#### [Data records]
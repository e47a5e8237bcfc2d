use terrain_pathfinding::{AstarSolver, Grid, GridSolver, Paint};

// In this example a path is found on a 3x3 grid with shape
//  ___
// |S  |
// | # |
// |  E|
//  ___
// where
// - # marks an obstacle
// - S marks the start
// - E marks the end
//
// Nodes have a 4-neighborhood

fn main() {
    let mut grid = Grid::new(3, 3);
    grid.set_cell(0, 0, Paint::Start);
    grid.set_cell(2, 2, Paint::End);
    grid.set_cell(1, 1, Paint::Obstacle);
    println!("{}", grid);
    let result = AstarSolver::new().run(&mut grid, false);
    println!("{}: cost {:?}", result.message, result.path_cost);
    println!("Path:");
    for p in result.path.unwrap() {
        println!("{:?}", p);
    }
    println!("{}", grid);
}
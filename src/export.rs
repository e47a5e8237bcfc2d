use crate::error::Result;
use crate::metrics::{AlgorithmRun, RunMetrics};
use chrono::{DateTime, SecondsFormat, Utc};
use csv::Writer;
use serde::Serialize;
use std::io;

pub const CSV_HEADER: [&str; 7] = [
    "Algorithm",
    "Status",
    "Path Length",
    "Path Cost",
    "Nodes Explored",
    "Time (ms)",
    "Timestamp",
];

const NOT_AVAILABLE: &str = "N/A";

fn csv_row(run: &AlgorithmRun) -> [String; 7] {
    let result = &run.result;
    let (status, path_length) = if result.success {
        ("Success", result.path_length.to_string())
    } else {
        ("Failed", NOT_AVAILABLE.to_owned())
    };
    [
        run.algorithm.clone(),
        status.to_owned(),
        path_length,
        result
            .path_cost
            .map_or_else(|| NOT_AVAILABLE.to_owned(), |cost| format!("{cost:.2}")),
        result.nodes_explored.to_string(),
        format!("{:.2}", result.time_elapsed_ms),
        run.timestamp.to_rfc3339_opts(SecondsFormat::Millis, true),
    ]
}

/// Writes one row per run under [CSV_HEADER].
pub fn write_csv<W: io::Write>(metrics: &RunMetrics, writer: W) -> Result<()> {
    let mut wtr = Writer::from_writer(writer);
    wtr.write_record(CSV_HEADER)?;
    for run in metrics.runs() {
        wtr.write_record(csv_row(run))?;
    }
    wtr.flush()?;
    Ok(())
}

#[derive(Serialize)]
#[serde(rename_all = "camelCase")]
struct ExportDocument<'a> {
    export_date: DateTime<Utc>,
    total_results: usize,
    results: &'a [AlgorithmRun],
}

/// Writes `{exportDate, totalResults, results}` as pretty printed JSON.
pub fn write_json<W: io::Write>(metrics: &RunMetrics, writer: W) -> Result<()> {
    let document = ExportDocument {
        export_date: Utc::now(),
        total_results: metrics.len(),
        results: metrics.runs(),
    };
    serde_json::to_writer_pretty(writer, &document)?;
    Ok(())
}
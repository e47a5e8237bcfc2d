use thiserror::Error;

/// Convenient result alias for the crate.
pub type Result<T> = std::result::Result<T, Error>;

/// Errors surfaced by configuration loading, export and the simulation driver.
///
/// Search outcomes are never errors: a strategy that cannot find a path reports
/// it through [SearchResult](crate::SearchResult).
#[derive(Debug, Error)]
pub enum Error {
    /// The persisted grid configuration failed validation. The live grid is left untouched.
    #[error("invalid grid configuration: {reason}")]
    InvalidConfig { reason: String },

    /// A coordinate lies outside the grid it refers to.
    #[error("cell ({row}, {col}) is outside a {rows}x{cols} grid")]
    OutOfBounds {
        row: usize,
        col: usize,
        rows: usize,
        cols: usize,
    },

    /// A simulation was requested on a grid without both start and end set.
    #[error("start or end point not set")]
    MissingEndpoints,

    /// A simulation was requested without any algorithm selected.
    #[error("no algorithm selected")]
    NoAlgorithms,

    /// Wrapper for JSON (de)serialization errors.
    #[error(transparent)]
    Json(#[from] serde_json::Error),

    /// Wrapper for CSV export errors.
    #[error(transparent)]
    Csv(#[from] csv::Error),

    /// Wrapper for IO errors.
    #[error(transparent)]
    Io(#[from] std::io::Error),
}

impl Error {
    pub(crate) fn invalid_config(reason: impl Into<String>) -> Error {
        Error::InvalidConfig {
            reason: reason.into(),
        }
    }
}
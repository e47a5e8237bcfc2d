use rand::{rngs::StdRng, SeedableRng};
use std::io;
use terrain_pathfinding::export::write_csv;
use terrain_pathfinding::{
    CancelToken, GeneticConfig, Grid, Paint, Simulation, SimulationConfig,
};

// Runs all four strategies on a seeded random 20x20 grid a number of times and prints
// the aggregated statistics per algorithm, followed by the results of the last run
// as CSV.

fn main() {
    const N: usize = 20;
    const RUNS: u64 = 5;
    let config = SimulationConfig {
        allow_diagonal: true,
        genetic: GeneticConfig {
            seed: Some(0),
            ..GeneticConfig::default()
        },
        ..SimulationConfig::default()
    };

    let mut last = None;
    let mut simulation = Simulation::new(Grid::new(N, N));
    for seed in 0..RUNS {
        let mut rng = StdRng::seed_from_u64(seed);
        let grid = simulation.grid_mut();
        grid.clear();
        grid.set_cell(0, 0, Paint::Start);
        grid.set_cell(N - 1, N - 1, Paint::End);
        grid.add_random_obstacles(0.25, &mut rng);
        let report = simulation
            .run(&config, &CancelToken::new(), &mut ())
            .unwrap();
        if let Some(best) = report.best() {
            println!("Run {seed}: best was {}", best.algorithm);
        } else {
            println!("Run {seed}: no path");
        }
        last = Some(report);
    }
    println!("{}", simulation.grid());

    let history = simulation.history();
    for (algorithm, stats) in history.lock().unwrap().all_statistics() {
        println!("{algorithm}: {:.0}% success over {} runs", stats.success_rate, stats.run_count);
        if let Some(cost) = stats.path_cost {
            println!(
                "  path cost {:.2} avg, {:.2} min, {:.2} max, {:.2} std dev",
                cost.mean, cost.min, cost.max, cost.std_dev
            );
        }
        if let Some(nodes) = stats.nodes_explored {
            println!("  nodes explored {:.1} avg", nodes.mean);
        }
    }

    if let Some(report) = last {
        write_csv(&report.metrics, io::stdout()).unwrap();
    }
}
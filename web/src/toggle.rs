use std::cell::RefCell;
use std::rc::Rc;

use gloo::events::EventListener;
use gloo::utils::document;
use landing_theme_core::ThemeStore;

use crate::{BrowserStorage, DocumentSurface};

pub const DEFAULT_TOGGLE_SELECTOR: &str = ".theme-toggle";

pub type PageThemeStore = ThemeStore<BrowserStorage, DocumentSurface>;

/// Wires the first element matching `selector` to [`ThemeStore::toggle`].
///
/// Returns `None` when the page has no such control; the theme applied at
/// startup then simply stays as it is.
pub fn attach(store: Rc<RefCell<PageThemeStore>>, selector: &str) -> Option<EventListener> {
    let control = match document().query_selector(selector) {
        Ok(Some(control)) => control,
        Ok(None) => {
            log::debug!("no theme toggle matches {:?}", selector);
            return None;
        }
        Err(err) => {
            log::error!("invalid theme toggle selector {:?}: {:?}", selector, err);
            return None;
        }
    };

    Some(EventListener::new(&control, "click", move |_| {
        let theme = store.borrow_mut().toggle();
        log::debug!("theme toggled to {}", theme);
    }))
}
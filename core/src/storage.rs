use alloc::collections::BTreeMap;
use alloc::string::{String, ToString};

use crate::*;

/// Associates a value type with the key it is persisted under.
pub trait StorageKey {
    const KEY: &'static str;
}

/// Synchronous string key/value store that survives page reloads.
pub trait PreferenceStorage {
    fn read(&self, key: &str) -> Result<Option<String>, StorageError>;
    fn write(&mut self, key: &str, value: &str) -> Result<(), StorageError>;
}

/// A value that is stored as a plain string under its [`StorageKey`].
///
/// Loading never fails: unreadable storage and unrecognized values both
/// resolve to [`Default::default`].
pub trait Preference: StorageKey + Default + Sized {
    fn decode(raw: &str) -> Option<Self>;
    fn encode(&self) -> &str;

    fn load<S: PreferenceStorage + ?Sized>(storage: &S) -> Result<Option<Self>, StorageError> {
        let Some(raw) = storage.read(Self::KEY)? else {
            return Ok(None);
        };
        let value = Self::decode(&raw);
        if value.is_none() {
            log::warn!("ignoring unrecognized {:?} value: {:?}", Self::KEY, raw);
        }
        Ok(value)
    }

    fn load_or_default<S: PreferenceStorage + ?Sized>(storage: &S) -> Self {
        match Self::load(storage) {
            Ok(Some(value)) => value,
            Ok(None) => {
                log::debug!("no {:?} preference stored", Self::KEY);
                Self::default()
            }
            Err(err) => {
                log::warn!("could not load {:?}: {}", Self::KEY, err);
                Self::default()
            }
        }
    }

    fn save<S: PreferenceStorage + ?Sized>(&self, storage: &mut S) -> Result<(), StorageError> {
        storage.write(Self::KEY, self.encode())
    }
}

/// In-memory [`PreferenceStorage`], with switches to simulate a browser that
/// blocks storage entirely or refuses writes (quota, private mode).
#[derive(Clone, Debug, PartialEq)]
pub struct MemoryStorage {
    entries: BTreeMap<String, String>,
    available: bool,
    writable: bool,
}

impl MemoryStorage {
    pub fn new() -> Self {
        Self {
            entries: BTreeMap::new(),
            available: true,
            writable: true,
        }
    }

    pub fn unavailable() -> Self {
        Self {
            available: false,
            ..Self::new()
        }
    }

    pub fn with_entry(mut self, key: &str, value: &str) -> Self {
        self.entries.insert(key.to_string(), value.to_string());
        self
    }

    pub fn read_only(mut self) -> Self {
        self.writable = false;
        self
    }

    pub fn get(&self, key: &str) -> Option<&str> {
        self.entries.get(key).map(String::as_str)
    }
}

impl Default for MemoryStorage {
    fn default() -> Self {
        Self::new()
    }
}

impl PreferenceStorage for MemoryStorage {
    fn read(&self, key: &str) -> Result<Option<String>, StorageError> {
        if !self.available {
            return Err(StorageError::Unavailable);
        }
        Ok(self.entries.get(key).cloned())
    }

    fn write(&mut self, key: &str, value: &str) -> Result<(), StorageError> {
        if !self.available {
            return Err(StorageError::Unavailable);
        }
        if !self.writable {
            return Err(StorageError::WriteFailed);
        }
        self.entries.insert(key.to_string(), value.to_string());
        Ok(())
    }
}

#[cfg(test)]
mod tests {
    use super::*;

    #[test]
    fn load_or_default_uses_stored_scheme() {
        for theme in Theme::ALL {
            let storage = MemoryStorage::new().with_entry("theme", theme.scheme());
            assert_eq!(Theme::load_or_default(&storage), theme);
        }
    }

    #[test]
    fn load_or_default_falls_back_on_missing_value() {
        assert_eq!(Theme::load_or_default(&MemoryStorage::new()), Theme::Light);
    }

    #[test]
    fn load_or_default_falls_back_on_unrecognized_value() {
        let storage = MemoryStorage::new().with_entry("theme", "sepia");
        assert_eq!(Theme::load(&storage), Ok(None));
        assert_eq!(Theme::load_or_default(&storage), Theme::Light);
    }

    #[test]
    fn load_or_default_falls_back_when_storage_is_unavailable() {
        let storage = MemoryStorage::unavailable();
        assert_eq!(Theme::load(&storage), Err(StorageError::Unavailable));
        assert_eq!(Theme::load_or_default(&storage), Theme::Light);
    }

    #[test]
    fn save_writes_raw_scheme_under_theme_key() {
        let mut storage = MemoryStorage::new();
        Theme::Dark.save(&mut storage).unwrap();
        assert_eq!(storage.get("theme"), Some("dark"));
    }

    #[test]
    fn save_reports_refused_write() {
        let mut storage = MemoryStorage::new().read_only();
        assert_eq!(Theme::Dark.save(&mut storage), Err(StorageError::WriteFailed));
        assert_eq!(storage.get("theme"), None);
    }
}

#### [Task goal]
Starting at the line with "last = Some(report);" and ending at the line with "use landing_theme_core::ThemeStore;", print each line of the listing above exactly, with no other lines.

#### [Response]
        last = Some(report);
    }
    println!("{}", simulation.grid());

    let history = simulation.history();
    for (algorithm, stats) in history.lock().unwrap().all_statistics() {
        println!("{algorithm}: {:.0}% success over {} runs", stats.success_rate, stats.run_count);
        if let Some(cost) = stats.path_cost {
            println!(
                "  path cost {:.2} avg, {:.2} min, {:.2} max, {:.2} std dev",
                cost.mean, cost.min, cost.max, cost.std_dev
            );
        }
        if let Some(nodes) = stats.nodes_explored {
            println!("  nodes explored {:.1} avg", nodes.mean);
        }
    }

    if let Some(report) = last {
        write_csv(&report.metrics, io::stdout()).unwrap();
    }
}
filename web/src/toggle.rs
use std::cell::RefCell;
use std::rc::Rc;

use gloo::events::EventListener;
use gloo::utils::document;
use landing_theme_core::ThemeStore;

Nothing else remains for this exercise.